O governo federal anunciou, nesta quinta-feira (4), a criação de um grupo de trabalho para discutir a regulação de entregadores por aplicativo, com foco em remuneração, proteção previdenciária e transparência no uso de algoritmos. O grupo será coordenado pela Secretaria-Geral da Presidência da República e atuará por 60 dias, prazo que poderá ser prorrogado.
Além da Secretaria-Geral, o grupo contará com representantes do Ministério do Trabalho e Emprego (MTE), do Ministério do Desenvolvimento, Indústria, Comércio e Serviços (MDIC), de entidades nacionais de entregadores e de centrais sindicais. Também serão convidados a contribuir o Tribunal Superior do Trabalho (TST), o Ministério Público do Trabalho (MPT), o Ministério da Saúde e parlamentares que discutem o tema na Câmara.
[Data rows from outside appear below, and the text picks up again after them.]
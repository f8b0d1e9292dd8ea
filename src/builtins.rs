//! Default function and constant catalog
//!
//! Registered on every interpreter unless `register_builtins` is off. The
//! scalar math functions carry a simple fast path so compiled programs call
//! them without boxing their arguments.

use std::collections::BTreeMap;
use std::f64::consts;

use crate::ast::{BinaryOp, Node};
use crate::environment::{SimpleFn, SimpleFns};
use crate::error::ErrorKind;
use crate::interpreter::Interpreter;
use crate::value::Value;

/// Registers a one-argument numeric function, elementwise over vectors and
/// matrices, plus its `F1` fast path.
macro_rules! unary_math {
    ($interp:expr, $( $name:literal => $f:expr ),* $(,)?) => {
        $({
            fn native(args: &[Value], interp: &mut Interpreter) -> Value {
                match args {
                    [x] => elementwise($name, x, $f, interp),
                    _ => Value::Invalid,
                }
            }
            let simple = SimpleFns::new().with(SimpleFn::F1($f));
            $interp.add_function_with_simple($name, native, Some(1), simple);
        })*
    };
}

/// Same for two-argument functions with an `F2` fast path.
macro_rules! binary_math {
    ($interp:expr, $( $name:literal => $f:expr ),* $(,)?) => {
        $({
            fn native(args: &[Value], interp: &mut Interpreter) -> Value {
                match args {
                    [a, b] => {
                        let result = a.zip_numbers($name, b, $f);
                        interp.check_result(result)
                    }
                    _ => Value::Invalid,
                }
            }
            let simple = SimpleFns::new().with(SimpleFn::F2($f));
            $interp.add_function_with_simple($name, native, Some(2), simple);
        })*
    };
}

pub fn register(interp: &mut Interpreter) {
    unary_math!(interp,
        "sin" => f64::sin,
        "cos" => f64::cos,
        "tan" => f64::tan,
        "asin" => f64::asin,
        "acos" => f64::acos,
        "atan" => f64::atan,
        "exp" => f64::exp,
        "log" => f64::ln,
        "log10" => f64::log10,
        "sqrt" => f64::sqrt,
        "abs" => f64::abs,
        "floor" => f64::floor,
        "ceil" => f64::ceil,
        "round" => f64::round,
        "trunc" => f64::trunc,
    );
    binary_math!(interp,
        "atan2" => f64::atan2,
        "min" => f64::min,
        "max" => f64::max,
    );

    interp.add_function("length", length, Some(1));
    interp.add_function("sum", sum, Some(1));
    interp.add_function("prod", prod, Some(1));
    interp.add_function("cumsum", cumsum, Some(1));
    interp.add_function("cumprod", cumprod, Some(1));
    interp.add_function("typeof", type_of, Some(1));
    interp.add_function("tostring", to_string, Some(1));
    interp.add_function("struct", make_struct, None);
    interp.add_node_function("varname", varname);

    interp.add_variable("pi", consts::PI);
    interp.add_variable("e", consts::E);
}

fn elementwise(name: &str, x: &Value, f: fn(f64) -> f64, interp: &mut Interpreter) -> Value {
    if x.is_invalid() {
        return Value::Invalid;
    }
    match x.map_numbers(f) {
        Some(value) => value,
        None => {
            let message = format!("{}() expects numbers, got {}", name, x.type_name());
            interp.report(ErrorKind::Function(message));
            Value::Invalid
        }
    }
}

fn length(args: &[Value], _: &mut Interpreter) -> Value {
    Value::Double(args.first().map_or(0, Value::len) as f64)
}

// ==================== Reductions ====================

/// Folds the items of `v` with `op`, optionally keeping every partial result.
fn fold(
    name: &str,
    args: &[Value],
    op: BinaryOp,
    empty: f64,
    running: bool,
    interp: &mut Interpreter,
) -> Value {
    let Some(v) = args.first() else {
        return Value::Invalid;
    };
    let Some(items) = v.items() else {
        interp.report(ErrorKind::Function(format!("{}() cannot reduce {}", name, v.type_name())));
        return Value::Invalid;
    };

    let mut acc: Option<Value> = None;
    let mut steps = Vec::new();
    for item in items {
        let next = match acc.take() {
            None => item,
            Some(acc) => {
                let folded = acc.binary(op, &item);
                interp.check_result(folded)
            }
        };
        if next.is_invalid() {
            return Value::Invalid;
        }
        if running {
            steps.push(next.clone());
        }
        acc = Some(next);
    }

    if running {
        Value::collect_items(steps)
    } else {
        acc.unwrap_or(Value::Double(empty))
    }
}

fn sum(args: &[Value], interp: &mut Interpreter) -> Value {
    fold("sum", args, BinaryOp::Add, 0.0, false, interp)
}

fn prod(args: &[Value], interp: &mut Interpreter) -> Value {
    fold("prod", args, BinaryOp::Mul, 1.0, false, interp)
}

fn cumsum(args: &[Value], interp: &mut Interpreter) -> Value {
    fold("cumsum", args, BinaryOp::Add, 0.0, true, interp)
}

fn cumprod(args: &[Value], interp: &mut Interpreter) -> Value {
    fold("cumprod", args, BinaryOp::Mul, 1.0, true, interp)
}

// ==================== Introspection ====================

fn type_of(args: &[Value], _: &mut Interpreter) -> Value {
    Value::from(args.first().map_or("void", Value::type_name))
}

fn to_string(args: &[Value], _: &mut Interpreter) -> Value {
    Value::String(args.first().map(ToString::to_string).unwrap_or_default())
}

/// `struct("a", 1, "b", 2)`
fn make_struct(args: &[Value], interp: &mut Interpreter) -> Value {
    if args.len() % 2 != 0 {
        interp.report(ErrorKind::Function("struct() expects name/value pairs".to_string()));
        return Value::Invalid;
    }
    let mut members = BTreeMap::new();
    for pair in args.chunks(2) {
        let [name, value] = pair else { continue };
        let Some(name) = name.as_str() else {
            let message =
                format!("struct() member names must be strings, got {}", name.type_name());
            interp.report(ErrorKind::Function(message));
            return Value::Invalid;
        };
        members.insert(name.to_string(), value.clone());
    }
    Value::Struct(members)
}

/// The name of a variable argument, without evaluating it
fn varname(args: &[Node], interp: &mut Interpreter) -> Value {
    match args {
        [Node::Variable(name)] => Value::String(name.clone()),
        _ => {
            interp.report(ErrorKind::Function("varname() expects a single variable".to_string()));
            Value::Invalid
        }
    }
}

#[cfg(test)]
mod tests {
    use super::*;
    use pretty_assertions::assert_eq;

    fn eval(source: &str) -> Value {
        let mut interp = Interpreter::new();
        let value = interp.evaluate(source);
        assert_eq!(interp.error_count(), 0, "errors for {:?}", source);
        value
    }

    #[test]
    fn test_unary_math() {
        assert_eq!(eval("sqrt(16)"), Value::Double(4.0));
        assert_eq!(eval("abs(-2.5)"), Value::Double(2.5));
        assert_eq!(eval("floor(2.7) + ceil(2.1)"), Value::Double(5.0));
        assert_eq!(eval("round(-2.5)"), Value::Double(-3.0));
        assert_eq!(eval("log(exp(0))"), Value::Double(0.0));
        assert_eq!(eval("sqrt([4, 9])"), Value::DoubleVector(vec![2.0, 3.0]));
        assert_eq!(eval("abs([-1, 2; -3, 4])").shape(), Some((2, 2)));
    }

    #[test]
    fn test_binary_math() {
        assert_eq!(eval("min(3, 4)"), Value::Double(3.0));
        assert_eq!(eval("max([1, 5], 3)"), Value::DoubleVector(vec![3.0, 5.0]));
        assert_eq!(eval("atan2(0, 1)"), Value::Double(0.0));
    }

    #[test]
    fn test_reductions() {
        assert_eq!(eval("sum([1, 2, 3])"), Value::Double(6.0));
        assert_eq!(eval("prod([2, 3, 4])"), Value::Double(24.0));
        assert_eq!(eval("sum([])"), Value::Double(0.0));
        assert_eq!(eval("prod([])"), Value::Double(1.0));
        assert_eq!(eval("cumsum([1, 2, 3])"), Value::DoubleVector(vec![1.0, 3.0, 6.0]));
        assert_eq!(eval("cumprod(1:4)"), Value::DoubleVector(vec![1.0, 2.0, 6.0, 24.0]));
    }

    #[test]
    fn test_introspection() {
        assert_eq!(eval("length([1, 2, 3])"), Value::Double(3.0));
        assert_eq!(eval("length(\"abcd\")"), Value::Double(4.0));
        assert_eq!(eval("typeof(1)"), Value::from("number"));
        assert_eq!(eval("typeof({1})"), Value::from("list"));
        assert_eq!(eval("tostring([1, 2])"), Value::from("[1, 2]"));
        assert_eq!(eval("varname(anything)"), Value::from("anything"));
        assert_eq!(eval("struct(\"b\", 2, \"a\", 1)").to_string(), "{a: 1, b: 2}");
    }

    #[test]
    fn test_constants() {
        assert_eq!(eval("pi"), Value::Double(consts::PI));
        assert_eq!(eval("e"), Value::Double(consts::E));
    }

    #[test]
    fn test_builtin_errors() {
        let mut interp = Interpreter::new();
        assert_eq!(interp.evaluate("sqrt(\"x\")"), Value::Invalid);
        assert_eq!(interp.evaluate("struct(\"a\")"), Value::Invalid);
        assert_eq!(interp.evaluate("struct(1, 2)"), Value::Invalid);
        assert_eq!(interp.evaluate("varname(1 + 2)"), Value::Invalid);
        assert_eq!(interp.evaluate("min([1, 2], [1, 2, 3])"), Value::Invalid);
        assert_eq!(interp.error_count(), 5);
    }

    #[test]
    fn test_fast_paths_registered() {
        let interp = Interpreter::new();
        let sin = interp.environment().function("sin").unwrap();
        assert!(sin.simple.get(1).is_some());
        let max = interp.environment().function("max").unwrap();
        assert!(max.simple.get(2).is_some());
        let length = interp.environment().function("length").unwrap();
        assert!(length.simple.is_empty());
    }
}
Durante o anúncio, o ministro Guilherme Boulos afirmou que a principal demanda da categoria é melhorar a remuneração paga pelas plataformas. “Hoje trabalham demais e ganham pouco”, disse ele. Segundo Boulos, o grupo debaterá um modelo de proteção previdenciária, já que entregadores acidentados ficam “à própria sorte”, sem cobertura ou responsabilidade das empresas.
Além disso, Boulos destacou a necessidade de transparência dos algoritmos, que determinam rotas, valores e distribuição das corridas. “Esses trabalhadores são comandados pelo algoritmo, mas não há nenhuma transparência. É uma demanda justa”, afirmou.
Inicialmente, o grupo discutirá apenas questões relacionadas aos entregadores, sem incluir motoristas de aplicativo. A decisão, segundo Boulos, foi tomada porque cada categoria tem pautas próprias, apesar de o Projeto de Lei Complementar 152/25, em tramitação na Câmara, tratar de ambos.
Para representantes da categoria, a criação do grupo pode avançar um debate que se arrasta há quatro anos. Nicolas dos Santos, da Aliança Nacional dos Empregadores por Aplicativos, afirmou que a regulamentação foi promessa de campanha do presidente Lula e que os entregadores aguardam respostas concretas. “A gente precisa ganhar bem, acessar nossos direitos e garantir dignidade para nossas famílias”, afirmou em entrevista à Agência Brasil.
O ministro reconheceu que a regulamentação não avança por resistência das plataformas digitais. Segundo ele, as empresas aceitam discutir previdência e transparência algorítmica, mas rejeitam a criação de um piso remuneratório, considerado essencial pelo governo. “Nosso receio era que, se as empresas integrassem o grupo desde o início, travassem o debate. Mas serão chamadas para reuniões oficiais”, disse.
A categoria tem protagonizado mobilizações frequentes. Na semana passada, entregadores protestaram contra um novo modelo de trabalho do iFood. Em março, houve um ato nacional pedindo taxa mínima de R$ 10 por entrega.
Não é a primeira tentativa do governo de construir uma regulamentação. Em 2023, um outro grupo de trabalho, liderado pelo MTE, reuniu plataformas e entregadores, mas terminou sem avanços. Com o novo grupo, o governo espera consolidar uma proposta capaz de ser levada ao Congresso ainda este ano e que ofereça condições mínimas de proteção a mais de 3 milhões de trabalhadores que atuam em plataformas digitais no país.